Privacy Preserving Data Publishing (PPDP) is a research field that deals with the development of methods to enable publishing of data while minimizing distortion, for maintaining usability on one hand, and respecting privacy on the other hand. Sequential release is a scenario of data publishing where multiple releases of the same underlying table are published over a period of time. A violation of privacy, in this case, may emerge from any one of the releases, or as a result of joining information from different releases. Similarly to [37], our privacy definitions limit the ability of an adversary who combines information from all releases, to link values of the quasi-identifiers to sensitive values.
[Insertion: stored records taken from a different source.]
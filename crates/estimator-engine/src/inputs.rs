// Numeric input validation shared by the estimators
use crate::error::EstimateError;

/// Validates a benchmark score: finite and on the 0-100 scale
pub(crate) fn ensure_score(name: &str, value: f64) -> Result<(), EstimateError> {
    if !value.is_finite() || !(0.0..=100.0).contains(&value) {
        return Err(EstimateError::InvalidInput(format!(
            "{} must be a finite number between 0 and 100 (got {})",
            name, value
        )));
    }
    Ok(())
}

/// Validates a wattage or projection figure: finite and non-negative
pub(crate) fn ensure_non_negative(name: &str, value: f64) -> Result<(), EstimateError> {
    if !value.is_finite() || value < 0.0 {
        return Err(EstimateError::InvalidInput(format!(
            "{} must be a finite non-negative number (got {})",
            name, value
        )));
    }
    Ok(())
}
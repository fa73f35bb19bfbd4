//! CPU benchmark and TDP table
//!
//! (model name, benchmark score 0-100, TDP watts). Scores are hand-curated
//! relative gaming-performance ratings; TDP figures are the manufacturer
//! rated values.

pub(super) const CPUS: &[(&str, f64, u32)] = &[
    ("AMD Ryzen 9 9950X3D", 100.0, 180),
    ("AMD Ryzen 9 9900X3D", 99.0, 150),
    ("AMD Ryzen 7 9800X3D", 98.0, 130),
    ("AMD Ryzen 9 9950X", 97.0, 170),
    ("Intel Core Ultra 9 285K", 96.0, 250),
    ("AMD Ryzen 9 9900X", 95.0, 150),
    ("AMD Ryzen 7 9700X", 94.0, 120),
    ("Intel Core Ultra 7 265K", 93.0, 180),
    ("AMD Ryzen 5 9600X", 91.0, 105),
    ("Intel Core i9-14900K", 90.0, 253),
    ("AMD Ryzen 9 7950X3D", 89.0, 120),
    ("Intel Core i9-13900K", 88.0, 253),
    ("AMD Ryzen 7 7800X3D", 87.0, 120),
    ("Intel Core i7-14700K", 86.0, 253),
    ("AMD Ryzen 9 7900X", 85.0, 170),
    ("Intel Core i9-12900K", 84.0, 241),
    ("AMD Ryzen 7 7700X", 82.0, 105),
    ("Intel Core i5-14600K", 81.0, 181),
    ("Intel Core i7-13700K", 80.0, 253),
    ("Intel Core i5-13600K", 79.0, 181),
    ("AMD Ryzen 9 5950X", 77.0, 105),
    ("AMD Ryzen 5 7600X", 76.0, 105),
    ("AMD Ryzen 5 7600", 74.0, 65),
    ("AMD Ryzen 7 5800X3D", 73.0, 105),
    ("Intel Core i9-11900K", 71.0, 125),
    ("AMD Ryzen 7 5800X", 70.0, 105),
    ("Intel Core i5-12400", 69.0, 65),
    ("Intel Core i7-11700K", 68.0, 125),
    ("Intel Core i5-12600K", 67.0, 150),
    ("AMD Ryzen 9 3950X", 66.0, 105),
    ("AMD Ryzen 5 5600X", 65.0, 65),
    ("Intel Core i9-10900K", 64.0, 125),
    ("AMD Ryzen 9 3900X", 63.0, 105),
    ("Intel Core i5-11600K", 62.0, 125),
    ("AMD Ryzen 7 3700X", 60.0, 65),
    ("Intel Core i7-10700K", 59.0, 125),
    ("Intel Core i9-9900K", 57.0, 95),
    ("AMD Ryzen 5 3600X", 56.0, 95),
    ("AMD Ryzen 5 3600", 54.0, 65),
    ("Intel Core i5-10600K", 53.0, 125),
    ("AMD Ryzen 7 2700X", 51.0, 105),
    ("Intel Core i5-9600K", 49.0, 95),
    ("Intel Core i7-8700K", 47.0, 95),
];
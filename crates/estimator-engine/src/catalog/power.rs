//! Per-unit power-draw figures for the wattage estimator

/// Watts per installed RAM stick
pub const RAM_WATTS_PER_STICK: u32 = 5;

/// Watts per SSD/NVMe drive
pub const SSD_WATTS_PER_DRIVE: u32 = 8;

/// Watts per mechanical hard drive
pub const HDD_WATTS_PER_DRIVE: u32 = 10;

/// Flat baseline for motherboard and case fans
pub const FANS_AND_MOTHERBOARD_WATTS: u32 = 50;

/// Target sustained load fraction; the headroom covers efficiency falloff
/// and transient spikes
pub const TARGET_LOAD_FACTOR: f64 = 0.6;

/// Retail PSUs come in 50 W increments
pub const PSU_STEP_WATTS: u32 = 50;
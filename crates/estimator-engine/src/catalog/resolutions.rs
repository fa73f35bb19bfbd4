//! Hand-tuned resolution multiplier tables
//!
//! Two separate tables: one scales the FPS estimator's weighted base frame
//! rate, the other scales the raw projection figures in the bottleneck
//! results view. The values are curated constants, not derived.

use shared_types::Resolution;

/// Multiplier applied to a game's weighted base FPS.
///
/// Ultrawide has no entry: the FPS estimator supports the three standard
/// 16:9 targets only.
pub fn fps_multiplier(resolution: Resolution) -> Option<f64> {
    match resolution {
        Resolution::FullHd => Some(1.2),
        Resolution::Qhd => Some(1.0),
        Resolution::UltraHd => Some(0.7),
        Resolution::Ultrawide => None,
    }
}

/// Multiplier for the per-resolution projection cards in the bottleneck
/// results view.
pub fn projection_multiplier(resolution: Resolution) -> f64 {
    match resolution {
        Resolution::FullHd => 1.4,
        Resolution::Qhd => 1.0,
        Resolution::UltraHd => 0.6,
        Resolution::Ultrawide => 0.9,
    }
}
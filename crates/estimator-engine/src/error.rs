use thiserror::Error;

#[derive(Error, Debug)]
pub enum EstimateError {
    #[error("Invalid input: {0}")]
    InvalidInput(String),

    #[error("Unknown reference: {0}")]
    UnknownReference(String),
}
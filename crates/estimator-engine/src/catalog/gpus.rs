//! GPU benchmark and TDP table
//!
//! (model name, benchmark score 0-100, TDP watts). Same conventions as the
//! CPU table; board-power figures are the reference-card ratings.

pub(super) const GPUS: &[(&str, f64, u32)] = &[
    ("NVIDIA GeForce RTX 5090", 100.0, 500),
    ("NVIDIA GeForce RTX 5080", 95.0, 350),
    ("NVIDIA GeForce RTX 5070 Ti", 91.0, 300),
    ("AMD Radeon RX 9070 XT", 89.0, 320),
    ("NVIDIA GeForce RTX 5070", 85.0, 250),
    ("AMD Radeon RX 9070", 84.0, 280),
    ("Intel Arc Battlemage 24GB", 78.0, 250),
    ("NVIDIA GeForce RTX 5060 Ti", 74.0, 200),
    ("AMD Radeon RX 9060 XT", 73.0, 200),
    ("NVIDIA GeForce RTX 5060", 68.0, 150),
    ("NVIDIA GeForce RTX 5050", 61.0, 120),
    ("NVIDIA GeForce RTX 4090", 98.0, 450),
    ("AMD Radeon RX 7900 XTX", 93.0, 355),
    ("NVIDIA GeForce RTX 3090 Ti", 86.0, 450),
    ("AMD Radeon RX 6950 XT", 82.0, 335),
    ("NVIDIA GeForce RTX 4080 Super", 92.0, 320),
    ("AMD Radeon RX 7900 XT", 88.0, 315),
    ("NVIDIA GeForce RTX 4070 Ti Super", 87.0, 285),
    ("NVIDIA GeForce RTX 3080 Ti", 81.0, 350),
    ("AMD Radeon RX 6900 XT", 79.0, 300),
    ("NVIDIA GeForce RTX 3080", 77.0, 320),
    ("AMD Radeon RX 6800 XT", 76.0, 300),
    ("NVIDIA GeForce RTX 4070 Super", 83.0, 220),
    ("NVIDIA GeForce RTX 3070 Ti", 72.0, 290),
    ("AMD Radeon RX 7800 XT", 80.0, 263),
    ("NVIDIA GeForce RTX 2080 Ti", 66.0, 260),
    ("NVIDIA GeForce RTX 3070", 70.0, 220),
    ("AMD Radeon RX 6800", 71.0, 250),
    ("AMD Radeon RX 7700 XT", 75.0, 245),
    ("NVIDIA GeForce RTX 4060 Ti", 69.0, 160),
    ("AMD Radeon RX 5700 XT", 56.0, 225),
    ("NVIDIA GeForce RTX 3060 Ti", 67.0, 200),
    ("AMD Radeon RX 6700 XT", 65.0, 230),
    ("NVIDIA GeForce RTX 4060", 62.0, 115),
    ("NVIDIA GeForce RTX 2080 Super", 60.0, 250),
    ("NVIDIA GeForce GTX 1080 Ti", 55.0, 250),
    ("AMD Radeon RX 6700", 59.0, 175),
    ("NVIDIA GeForce RTX 3060", 58.0, 170),
    ("AMD Radeon RX 7600", 63.0, 165),
    ("NVIDIA GeForce RTX 2070 Super", 57.0, 215),
    ("AMD Radeon RX 6600 XT", 54.0, 160),
    ("AMD Radeon RX 5700", 50.0, 180),
    ("NVIDIA GeForce RTX 2060 Super", 52.0, 175),
    ("AMD Radeon RX 6600", 49.0, 132),
    ("NVIDIA GeForce GTX 1080", 45.0, 180),
    ("AMD Radeon RX 5600 XT", 46.0, 150),
    ("NVIDIA GeForce RTX 2060", 48.0, 160),
    ("Intel Arc A770", 53.0, 225),
    ("NVIDIA GeForce GTX 1660 Super", 40.0, 125),
    ("AMD Radeon RX 590", 34.0, 225),
    ("AMD Radeon RX 580", 32.0, 185),
    ("NVIDIA GeForce GTX 1070", 39.0, 150),
    ("NVIDIA GeForce GTX 1660", 38.0, 120),
    ("AMD Radeon RX 5500 XT", 36.0, 130),
    ("NVIDIA GeForce GTX 970", 28.0, 145),
    ("AMD Radeon RX 570", 29.0, 150),
    ("NVIDIA GeForce GTX 1650 Super", 30.0, 100),
    ("NVIDIA GeForce GTX 1060", 31.0, 120),
    ("Intel Arc A380", 22.0, 75),
    ("NVIDIA GeForce GTX 1650", 24.0, 75),
    ("NVIDIA GeForce GTX 1050 Ti", 18.0, 75),
    ("NVIDIA GeForce GTX 750 Ti", 10.0, 60),
];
We extend the framework that was considered in Ref. [37] in three ways: We allow a greater number of releases, we consider the more flexible local recoding model of ''cell generalization'' (as opposed to the global recoding model of ''cut generalization'' in Ref. [37]), and we include the case where records may be added to the underlying table from time to time. Our extension of the framework requires also to modify the manner in which privacy is evaluated. We show that while [37] based their privacy evaluation on the notion of the Match Join between the releases, it is no longer suitable for the extended framework considered here. We define more restrictive types of join between the published releases (the Full Match Join and the Kernel Match Join) that are more suitable for privacy evaluation in this context. We then present a top-down algorithm for anonymizing sequential releases in the cell generalization model, that is based on our modified privacy evaluations. Our theoretical study is followed by experimentation that demonstrates a staggering improvement in terms of utility due to the adoption of the cell generalization model, and exemplifies the correction in the privacy evaluation as offered by using the Full or Kernel Match Joins instead of the Match Join.